/---

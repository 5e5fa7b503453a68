//! In-memory record store.
//!
//! Used by tests, by the property suites, and as the staging area the
//! Postgres store loads relevant rows into before planning. Enforces the
//! same constraints a relational store would: unique `(key, valid_from)`,
//! no overlapping intervals per key, no empty intervals.

use std::collections::{BTreeMap, BTreeSet};

use chrono::NaiveDate;
use scd_schemas::{Boundary, IntervalRecord, Key, ScdError, ScdResult, StoreError, SyncLogEntry};

use crate::store::{RecordStore, StoreTx, SyncView};

#[derive(Clone, Debug, Default, PartialEq, Eq)]
struct MemoryState {
    records: BTreeMap<(Key, NaiveDate), IntervalRecord>,
    sync_log: BTreeMap<NaiveDate, SyncLogEntry>,
    presence: BTreeMap<NaiveDate, BTreeSet<Key>>,
}

fn constraint(key: &Key, valid_from: NaiveDate, reason: impl Into<String>) -> ScdError {
    StoreError::Constraint {
        key: key.clone(),
        valid_from,
        reason: reason.into(),
    }
    .into()
}

fn not_found(key: &Key, valid_from: NaiveDate) -> ScdError {
    StoreError::NotFound {
        key: key.clone(),
        valid_from,
    }
    .into()
}

impl MemoryState {
    fn key_range(&self, key: &Key) -> impl Iterator<Item = &IntervalRecord> {
        self.records
            .range((key.clone(), NaiveDate::MIN)..=(key.clone(), NaiveDate::MAX))
            .map(|(_, r)| r)
    }

    /// `candidate` must not overlap any record of its key other than the one
    /// starting at `ignore`.
    fn check_no_overlap(&self, candidate: &IntervalRecord, ignore: Option<NaiveDate>) -> ScdResult<()> {
        if candidate.is_empty() {
            return Err(constraint(&candidate.key, candidate.valid_from, "empty interval"));
        }
        let clash = self
            .key_range(&candidate.key)
            .filter(|r| Some(r.valid_from) != ignore)
            .find(|r| r.overlaps(candidate));
        match clash {
            Some(r) => Err(constraint(
                &candidate.key,
                candidate.valid_from,
                format!("overlaps record starting {} ending {}", r.valid_from, r.valid_to),
            )),
            None => Ok(()),
        }
    }

    fn get(&self, key: &Key, valid_from: NaiveDate) -> ScdResult<IntervalRecord> {
        self.records
            .get(&(key.clone(), valid_from))
            .cloned()
            .ok_or_else(|| not_found(key, valid_from))
    }

    fn insert(&mut self, record: IntervalRecord) -> ScdResult<()> {
        let pk = (record.key.clone(), record.valid_from);
        if self.records.contains_key(&pk) {
            return Err(constraint(&record.key, record.valid_from, "duplicate (key, valid_from)"));
        }
        self.check_no_overlap(&record, None)?;
        self.records.insert(pk, record);
        Ok(())
    }

    fn close_at(&mut self, key: &Key, valid_from: NaiveDate, valid_to: NaiveDate) -> ScdResult<()> {
        let mut rec = self.get(key, valid_from)?;
        if Boundary::Date(valid_to) >= rec.valid_to {
            return Err(constraint(key, valid_from, format!("close at {valid_to} does not shrink")));
        }
        rec.valid_to = Boundary::Date(valid_to);
        if rec.is_empty() {
            return Err(constraint(key, valid_from, "close leaves an empty interval"));
        }
        self.records.insert((key.clone(), valid_from), rec);
        Ok(())
    }

    fn extend_backward(&mut self, key: &Key, valid_from: NaiveDate, new_valid_from: NaiveDate) -> ScdResult<()> {
        let mut rec = self.get(key, valid_from)?;
        if new_valid_from >= valid_from {
            return Err(constraint(key, valid_from, format!("{new_valid_from} is not earlier")));
        }
        rec.valid_from = new_valid_from;
        self.check_no_overlap(&rec, Some(valid_from))?;
        self.records.remove(&(key.clone(), valid_from));
        self.records.insert((key.clone(), new_valid_from), rec);
        Ok(())
    }

    fn extend_forward(&mut self, key: &Key, valid_from: NaiveDate, valid_to: Boundary) -> ScdResult<()> {
        let mut rec = self.get(key, valid_from)?;
        if valid_to <= rec.valid_to {
            return Err(constraint(key, valid_from, format!("{valid_to} is not later")));
        }
        rec.valid_to = valid_to;
        self.check_no_overlap(&rec, Some(valid_from))?;
        self.records.insert((key.clone(), valid_from), rec);
        Ok(())
    }

    fn delete(&mut self, key: &Key, valid_from: NaiveDate) -> ScdResult<()> {
        self.records
            .remove(&(key.clone(), valid_from))
            .map(|_| ())
            .ok_or_else(|| not_found(key, valid_from))
    }
}

impl SyncView for MemoryState {
    fn records_for(&self, key: &Key) -> ScdResult<Vec<IntervalRecord>> {
        Ok(self.key_range(key).cloned().collect())
    }

    fn records_covering(&self, date: NaiveDate) -> ScdResult<Vec<IntervalRecord>> {
        Ok(self
            .records
            .values()
            .filter(|r| r.covers(date))
            .cloned()
            .collect())
    }

    fn all_records(&self) -> ScdResult<Vec<IntervalRecord>> {
        Ok(self.records.values().cloned().collect())
    }

    fn sync_log(&self) -> ScdResult<Vec<SyncLogEntry>> {
        Ok(self.sync_log.values().cloned().collect())
    }

    fn sync_log_entry(&self, date: NaiveDate) -> ScdResult<Option<SyncLogEntry>> {
        Ok(self.sync_log.get(&date).cloned())
    }

    fn presence_dates(&self, key: &Key) -> ScdResult<Vec<NaiveDate>> {
        Ok(self
            .presence
            .iter()
            .filter(|(_, keys)| keys.contains(key))
            .map(|(d, _)| *d)
            .collect())
    }

    fn synced_dates_after(&self, date: NaiveDate) -> ScdResult<Vec<NaiveDate>> {
        Ok(self
            .sync_log
            .range(date.succ_opt().unwrap_or(NaiveDate::MAX)..)
            .map(|(d, _)| *d)
            .filter(|d| *d > date)
            .collect())
    }

    fn record_count(&self) -> ScdResult<usize> {
        Ok(self.records.len())
    }
}

// ---------------------------------------------------------------------------
// MemoryStore
// ---------------------------------------------------------------------------

#[derive(Clone, Debug, Default)]
pub struct MemoryStore {
    state: MemoryState,
    fail_after: Option<usize>,
}

impl MemoryStore {
    pub fn new() -> Self {
        Self::default()
    }

    /// Seed a store from rows read elsewhere. Every record goes through the
    /// same constraint checks as a transactional insert.
    pub fn from_parts(
        records: Vec<IntervalRecord>,
        sync_log: Vec<SyncLogEntry>,
        presence: Vec<(Key, NaiveDate)>,
    ) -> ScdResult<Self> {
        let mut state = MemoryState::default();
        for r in records {
            state.insert(r)?;
        }
        for e in sync_log {
            state.sync_log.insert(e.date, e);
        }
        for (key, date) in presence {
            state.presence.entry(date).or_default().insert(key);
        }
        Ok(Self {
            state,
            fail_after: None,
        })
    }

    /// Every transaction fails on its `n`-th write (0-based) with
    /// [`StoreError::Injected`]. For rollback tests.
    pub fn fail_writes_after(&mut self, n: usize) {
        self.fail_after = Some(n);
    }

    pub fn clear_fault(&mut self) {
        self.fail_after = None;
    }

    pub fn clear(&mut self) {
        self.state = MemoryState::default();
    }
}

impl SyncView for MemoryStore {
    fn records_for(&self, key: &Key) -> ScdResult<Vec<IntervalRecord>> {
        self.state.records_for(key)
    }

    fn records_covering(&self, date: NaiveDate) -> ScdResult<Vec<IntervalRecord>> {
        self.state.records_covering(date)
    }

    fn all_records(&self) -> ScdResult<Vec<IntervalRecord>> {
        self.state.all_records()
    }

    fn sync_log(&self) -> ScdResult<Vec<SyncLogEntry>> {
        self.state.sync_log()
    }

    fn sync_log_entry(&self, date: NaiveDate) -> ScdResult<Option<SyncLogEntry>> {
        self.state.sync_log_entry(date)
    }

    fn presence_dates(&self, key: &Key) -> ScdResult<Vec<NaiveDate>> {
        self.state.presence_dates(key)
    }

    fn synced_dates_after(&self, date: NaiveDate) -> ScdResult<Vec<NaiveDate>> {
        self.state.synced_dates_after(date)
    }

    fn record_count(&self) -> ScdResult<usize> {
        self.state.record_count()
    }
}

impl RecordStore for MemoryStore {
    type Tx<'a> = MemoryTx<'a>;

    fn begin(&mut self) -> ScdResult<MemoryTx<'_>> {
        let work = self.state.clone();
        Ok(MemoryTx {
            store: self,
            work,
            writes: 0,
        })
    }
}

// ---------------------------------------------------------------------------
// MemoryTx
// ---------------------------------------------------------------------------

/// Copy-on-begin transaction. Reads see the transaction's own writes;
/// the store only changes on [`StoreTx::commit`].
pub struct MemoryTx<'a> {
    store: &'a mut MemoryStore,
    work: MemoryState,
    writes: usize,
}

impl MemoryTx<'_> {
    fn tick(&mut self) -> ScdResult<()> {
        if self.store.fail_after == Some(self.writes) {
            return Err(StoreError::Injected { after: self.writes }.into());
        }
        self.writes += 1;
        Ok(())
    }
}

impl SyncView for MemoryTx<'_> {
    fn records_for(&self, key: &Key) -> ScdResult<Vec<IntervalRecord>> {
        self.work.records_for(key)
    }

    fn records_covering(&self, date: NaiveDate) -> ScdResult<Vec<IntervalRecord>> {
        self.work.records_covering(date)
    }

    fn all_records(&self) -> ScdResult<Vec<IntervalRecord>> {
        self.work.all_records()
    }

    fn sync_log(&self) -> ScdResult<Vec<SyncLogEntry>> {
        self.work.sync_log()
    }

    fn sync_log_entry(&self, date: NaiveDate) -> ScdResult<Option<SyncLogEntry>> {
        self.work.sync_log_entry(date)
    }

    fn presence_dates(&self, key: &Key) -> ScdResult<Vec<NaiveDate>> {
        self.work.presence_dates(key)
    }

    fn synced_dates_after(&self, date: NaiveDate) -> ScdResult<Vec<NaiveDate>> {
        self.work.synced_dates_after(date)
    }

    fn record_count(&self) -> ScdResult<usize> {
        self.work.record_count()
    }
}

impl StoreTx for MemoryTx<'_> {
    fn insert(&mut self, record: IntervalRecord) -> ScdResult<()> {
        self.tick()?;
        self.work.insert(record)
    }

    fn close_at(&mut self, key: &Key, valid_from: NaiveDate, valid_to: NaiveDate) -> ScdResult<()> {
        self.tick()?;
        self.work.close_at(key, valid_from, valid_to)
    }

    fn extend_backward(&mut self, key: &Key, valid_from: NaiveDate, new_valid_from: NaiveDate) -> ScdResult<()> {
        self.tick()?;
        self.work.extend_backward(key, valid_from, new_valid_from)
    }

    fn extend_forward(&mut self, key: &Key, valid_from: NaiveDate, valid_to: Boundary) -> ScdResult<()> {
        self.tick()?;
        self.work.extend_forward(key, valid_from, valid_to)
    }

    fn delete(&mut self, key: &Key, valid_from: NaiveDate) -> ScdResult<()> {
        self.tick()?;
        self.work.delete(key, valid_from)
    }

    fn record_sync_log(&mut self, entry: SyncLogEntry) -> ScdResult<()> {
        self.tick()?;
        self.work.sync_log.insert(entry.date, entry);
        Ok(())
    }

    fn replace_presence(&mut self, date: NaiveDate, keys: Vec<Key>) -> ScdResult<()> {
        self.tick()?;
        self.work.presence.insert(date, keys.into_iter().collect());
        Ok(())
    }

    fn commit(self) -> ScdResult<()> {
        let MemoryTx { store, work, .. } = self;
        store.state = work;
        Ok(())
    }
}

#[cfg(test)]
mod tests {
    use super::*;
    use scd_schemas::Attributes;

    fn d(s: &str) -> NaiveDate {
        s.parse().unwrap()
    }

    fn rec(from: &str, to: Option<&str>, v: &str) -> IntervalRecord {
        IntervalRecord::new(
            Key::new(["A"]),
            Attributes::of([v]),
            d(from),
            to.map(d),
        )
    }

    #[test]
    fn committed_writes_are_visible() {
        let mut store = MemoryStore::new();
        let mut tx = store.begin().unwrap();
        tx.insert(rec("2025-01-01", None, "x")).unwrap();
        assert_eq!(tx.record_count().unwrap(), 1);
        tx.commit().unwrap();
        assert_eq!(store.record_count().unwrap(), 1);
    }

    #[test]
    fn dropped_transaction_rolls_back() {
        let mut store = MemoryStore::new();
        {
            let mut tx = store.begin().unwrap();
            tx.insert(rec("2025-01-01", None, "x")).unwrap();
        }
        assert_eq!(store.record_count().unwrap(), 0);
    }

    #[test]
    fn overlap_is_a_constraint_violation() {
        let mut store = MemoryStore::new();
        let mut tx = store.begin().unwrap();
        tx.insert(rec("2025-01-01", Some("2025-01-05"), "x")).unwrap();
        let err = tx.insert(rec("2025-01-03", None, "y")).unwrap_err();
        assert!(matches!(err, ScdError::Store(StoreError::Constraint { .. })));
        tx.insert(rec("2025-01-05", None, "y")).unwrap();
    }

    #[test]
    fn extend_backward_rekeys_row() {
        let mut store = MemoryStore::new();
        let mut tx = store.begin().unwrap();
        tx.insert(rec("2025-01-05", None, "x")).unwrap();
        tx.extend_backward(&Key::new(["A"]), d("2025-01-05"), d("2025-01-01"))
            .unwrap();
        tx.commit().unwrap();
        let rows = store.records_for(&Key::new(["A"])).unwrap();
        assert_eq!(rows, vec![rec("2025-01-01", None, "x")]);
    }

    #[test]
    fn close_must_shrink_and_stay_non_empty() {
        let mut store = MemoryStore::new();
        let mut tx = store.begin().unwrap();
        tx.insert(rec("2025-01-01", Some("2025-01-05"), "x")).unwrap();
        let k = Key::new(["A"]);
        assert!(tx.close_at(&k, d("2025-01-01"), d("2025-01-07")).is_err());
        assert!(tx.close_at(&k, d("2025-01-01"), d("2025-01-01")).is_err());
        tx.close_at(&k, d("2025-01-01"), d("2025-01-03")).unwrap();
        assert!(matches!(
            tx.delete(&k, d("2025-01-02")),
            Err(ScdError::Store(StoreError::NotFound { .. }))
        ));
    }

    #[test]
    fn injected_fault_fires_on_nth_write() {
        let mut store = MemoryStore::new();
        store.fail_writes_after(1);
        let mut tx = store.begin().unwrap();
        tx.insert(rec("2025-01-01", Some("2025-01-02"), "x")).unwrap();
        let err = tx.insert(rec("2025-01-03", None, "y")).unwrap_err();
        assert_eq!(err, ScdError::Store(StoreError::Injected { after: 1 }));
    }

    #[test]
    fn synced_dates_after_is_strict_and_ascending() {
        let mut store = MemoryStore::new();
        let mut tx = store.begin().unwrap();
        for day in ["2025-01-05", "2025-01-01", "2025-01-03"] {
            tx.record_sync_log(SyncLogEntry {
                date: d(day),
                synced_at: chrono::Utc::now(),
                row_count: 0,
            })
            .unwrap();
        }
        tx.commit().unwrap();
        assert_eq!(
            store.synced_dates_after(d("2025-01-01")).unwrap(),
            vec![d("2025-01-03"), d("2025-01-05")]
        );
        assert_eq!(
            store.synced_dates_before(d("2025-01-05")).unwrap(),
            vec![d("2025-01-03"), d("2025-01-01")]
        );
    }
}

\---

Work instructions:
Retype the portion of the data above that starts on the line with "self.records.insert(pk, record);" and finishes on the line with "if new_valid_from >= valid_from", including both of those lines.

Response to this exercise:
        self.records.insert(pk, record);
        Ok(())
    }

    fn close_at(&mut self, key: &Key, valid_from: NaiveDate, valid_to: NaiveDate) -> ScdResult<()> {
        let mut rec = self.get(key, valid_from)?;
        if Boundary::Date(valid_to) >= rec.valid_to {
            return Err(constraint(key, valid_from, format!("close at {valid_to} does not shrink")));
        }
        rec.valid_to = Boundary::Date(valid_to);
        if rec.is_empty() {
            return Err(constraint(key, valid_from, "close leaves an empty interval"));
        }
        self.records.insert((key.clone(), valid_from), rec);
        Ok(())
    }

    fn extend_backward(&mut self, key: &Key, valid_from: NaiveDate, new_valid_from: NaiveDate) -> ScdResult<()> {
        let mut rec = self.get(key, valid_from)?;
        if new_valid_from >= valid_from {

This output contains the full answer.